The University of Texas Health Science Center at Houston, USA
Dung-Fang Lee is dedicated to understand cancer pathological mechanisms by using patient-specific iPSCs and/or engineered ESCs. He has established the first human Li-Fraumeni syndrome (LFS) disease model by using LFS patient-specific iPSCs to delineate the pathological mechanisms caused by mutant p53 in osteosarcoma and continues to apply TALENs and CRISPR/Cas9 genome editing tools to create variant p53 mutations in pluripotent stem cells (PSCs; e.g., iPSCs and ESCs) in order to explore the role of mutant p53 in osteosarcomagenesis. He also works on modeling other familial cancer syndromes with osteosarcoma predisposition by both iPSCs and PSCs. Currently, he applies whole genome sequencing, screening approaches and systems-level analyses to explore early genomic alterations and to understand dynamic alterations of the genomic landscape of LFS-associated osteosarcomas.
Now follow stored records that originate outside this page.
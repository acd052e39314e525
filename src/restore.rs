//! Safety checks in front of backup restores

use crate::environment::Environment;
use crate::error::{ParityError, Result};
use crate::remote::RemoteResolver;
use tracing::{debug, info};

/// Flag that overrides the production restore block
pub const FORCE_FLAG: &str = "--force";

/// A restore that passed the guard
#[derive(Debug, Clone, PartialEq, Eq)]
pub struct TransferRequest {
    /// Environment whose latest backup is restored
    pub from: Environment,
    /// Environment receiving the backup
    pub to: Environment,
    /// Empty, a `--confirm <app>` token or the force flag
    pub additional_args: String,
}

/// Refuses unforced production restores and computes the confirmation token
pub struct RestoreGuard<'a> {
    resolver: &'a RemoteResolver<'a>,
}

impl<'a> RestoreGuard<'a> {
    /// Create a guard that resolves confirmation names through `resolver`
    #[must_use]
    pub fn new(resolver: &'a RemoteResolver<'a>) -> Self {
        Self { resolver }
    }

    /// Check a restore from `from` into `to`.
    ///
    /// Runs before anything is spawned; a blocked restore never reaches the
    /// backup collaborator.
    pub fn authorize(
        &self,
        from: &Environment,
        to: &Environment,
        force: bool,
    ) -> Result<TransferRequest> {
        if to.is_production() && !force {
            debug!("Refusing unforced restore from {} into production", from);
            return Err(ParityError::ProductionRestoreBlocked);
        }

        let additional_args = if to.is_development() {
            String::new()
        } else if to.is_production() {
            FORCE_FLAG.to_string()
        } else {
            format!("--confirm {}", self.resolver.resolve(to)?)
        };

        info!("Authorized restore {} -> {}", from, to);
        Ok(TransferRequest {
            from: from.clone(),
            to: to.clone(),
            additional_args,
        })
    }
}
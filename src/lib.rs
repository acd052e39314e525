//! `Parity` - environment-aware commands for git-deployed applications
//!
//! Translates `deploy`, `backup`, `restore`, `console`, `tail`, `redis_cli`
//! and arbitrary passthrough commands into invocations of the platform CLI
//! and git.

#![warn(
    clippy::all,
    clippy::pedantic,
    clippy::nursery,
    clippy::cargo,
    missing_docs,
    rust_2018_idioms
)]
#![allow(clippy::missing_errors_doc, clippy::missing_panics_doc)]

/// Backup restore collaborator
pub mod backup;
/// Command line front end shared by the binaries
pub mod cli;
/// Workflow handlers
pub mod commands;
/// Configuration management for Parity
pub mod config;
pub mod connection;
pub mod dispatch;
pub mod environment;
/// Error types
pub mod error;
pub mod migrations;
pub mod remote;
pub mod restore;
pub mod runner;

pub use config::Config;
pub use dispatch::{CommandDispatcher, Subcommand};
pub use environment::Environment;
pub use error::{ParityError, Result};
pub use runner::{CapturedOutput, CommandLine, ProcessRunner, SystemRunner};

/// Library version
pub const VERSION: &str = env!("CARGO_PKG_VERSION");
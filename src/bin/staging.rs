use std::process::ExitCode;

fn main() -> ExitCode {
    parity::cli::run_binstub(parity::environment::STAGING)
}
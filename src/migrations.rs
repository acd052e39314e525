//! Pending schema migration detection

use crate::config::Config;
use crate::environment::Environment;
use crate::runner::{CommandLine, ProcessRunner};
use std::path::{Path, PathBuf};
use tracing::debug;

/// Filesystem facts about the project being deployed
pub trait ProjectShape {
    /// Whether the build/task manifest exists
    fn has_manifest(&self) -> bool;

    /// Whether the migrations directory exists
    fn has_migrations_dir(&self) -> bool;
}

/// [`ProjectShape`] backed by existence checks under a project root
#[derive(Debug, Clone)]
pub struct FsProjectShape {
    manifest: PathBuf,
    migrations_dir: PathBuf,
}

impl FsProjectShape {
    /// Check the configured manifest and migrations directory under `root`
    pub fn new<P: AsRef<Path>>(root: P, config: &Config) -> Self {
        let root = root.as_ref();
        Self {
            manifest: root.join(&config.app.manifest),
            migrations_dir: root.join(&config.app.migrations_dir),
        }
    }
}

impl ProjectShape for FsProjectShape {
    fn has_manifest(&self) -> bool {
        self.manifest.exists()
    }

    fn has_migrations_dir(&self) -> bool {
        self.migrations_dir.is_dir()
    }
}

/// Decides whether a deploy needs to run migrations
pub struct MigrationChecker<'a> {
    runner: &'a dyn ProcessRunner,
    shape: &'a dyn ProjectShape,
    migrations_dir: &'a str,
}

impl<'a> MigrationChecker<'a> {
    /// Create a checker
    #[must_use]
    pub fn new(runner: &'a dyn ProcessRunner, shape: &'a dyn ProjectShape, config: &'a Config) -> Self {
        Self {
            runner,
            shape,
            migrations_dir: &config.app.migrations_dir,
        }
    }

    /// Both the manifest and the migrations directory are present
    #[must_use]
    pub fn looks_like_migratable_app(&self) -> bool {
        let migratable = self.shape.has_manifest() && self.shape.has_migrations_dir();
        debug!("Project looks migratable: {}", migratable);
        migratable
    }

    /// Whether `{environment}/master..{compare_ref}` touches the migrations directory.
    ///
    /// Any failure of the fetch-then-diff chain counts as pending, so a failed
    /// fetch is indistinguishable from a real difference.
    #[must_use]
    pub fn has_pending_migrations(&self, environment: &Environment, compare_ref: &str) -> bool {
        let steps = [
            CommandLine::new("git").args(["fetch", environment.as_str()]),
            CommandLine::new("git")
                .args(["diff", "--quiet"])
                .arg(format!("{environment}/master..{compare_ref}"))
                .args(["--", self.migrations_dir]),
        ];

        let pending = !self.runner.spawn_chain(&steps);
        debug!(
            "Pending migrations for {} against {}: {}",
            environment, compare_ref, pending
        );
        pending
    }
}
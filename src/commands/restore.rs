//! Guarded backup restores

use crate::backup::BackupFactory;
use crate::config::Config;
use crate::environment::Environment;
use crate::error::{ParityError, Result};
use crate::remote::RemoteResolver;
use crate::restore::RestoreGuard;
use crate::runner::ProcessRunner;

/// Restore the latest backup of `from` into `to`.
///
/// The backup collaborator is only built once the guard approved the request
/// and, for development, a local database is configured.
pub fn handle_restore(
    runner: &dyn ProcessRunner,
    backups: &dyn BackupFactory,
    config: &Config,
    from: &Environment,
    to: &Environment,
    force: bool,
) -> Result<bool> {
    let resolver = RemoteResolver::new(runner, config);
    let request = RestoreGuard::new(&resolver).authorize(from, to, force)?;
    if to.is_development() && config.development.database.is_none() {
        return Err(ParityError::MissingDevelopmentDatabase);
    }

    backups.build(request).restore();
    Ok(true)
}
Li-Fraumeni syndrome (LFS) is a genetically inherited autosomal dominant cancer syndrome characterized by multiple tumors within an individual, early tumor onset and multiple affected family members. In contrast to other inherited cancer syndromes, which are predominantly characterized by site-specific cancers, LFS patients present with a variety of tumor types, including osteosarcoma, soft tissue sarcoma, breast cancer, brain tumors, leukemia, and adrenocortical carcinoma. Germline mutations in the p53 tumor suppressor gene are responsible for LFS. Mutations in p53 are found in 50-70% of human tumors. Although there has been extensive research on cancer cell lines and even mouse models of LFS to study the role of p53, these model systems do not fully recapitulate the range of human tumors or their properties. Here, we established human LFS disease model by using LFS patient induced pluripotent stem cells (iPSCs), to delineate the pathological mechanisms caused by mutant p53 in osteosarcoma. The osteoblasts, differentiated from LFS iPSC-derived mesenchymal stem cells (MSCs), recapitulate osteosarcoma features including defective osteoblastic differentiation and tumorigenic ability, suggesting that my established LFS disease model is a “disease in a dish” platform for elucidating p53 mutant-mediated disease pathogenesis. The gene expression patterns of LFS osteoblasts are similar to those of tumor samples obtained from osteosarcoma patients and these tumorigenic features strongly correlate with shorter tumor recurrence times and poorer patient survival rates. Our functional studies implicate the essential H19 gene in normal osteogenesis and inhibition of tumorigenesis. In order to decipher the underlying mechanisms by which H19 mediates osteogenesis and tumor suppression, we characterized and analyzed the human imprinted gene network (IGN) and revealed the unidentified role of p53 in regulating the IGN culminating in osteogenic differentiation defects and tumorigenesis. In summary, these findings imply the feasibility of studying inherited human cancer syndromes with iPSCs.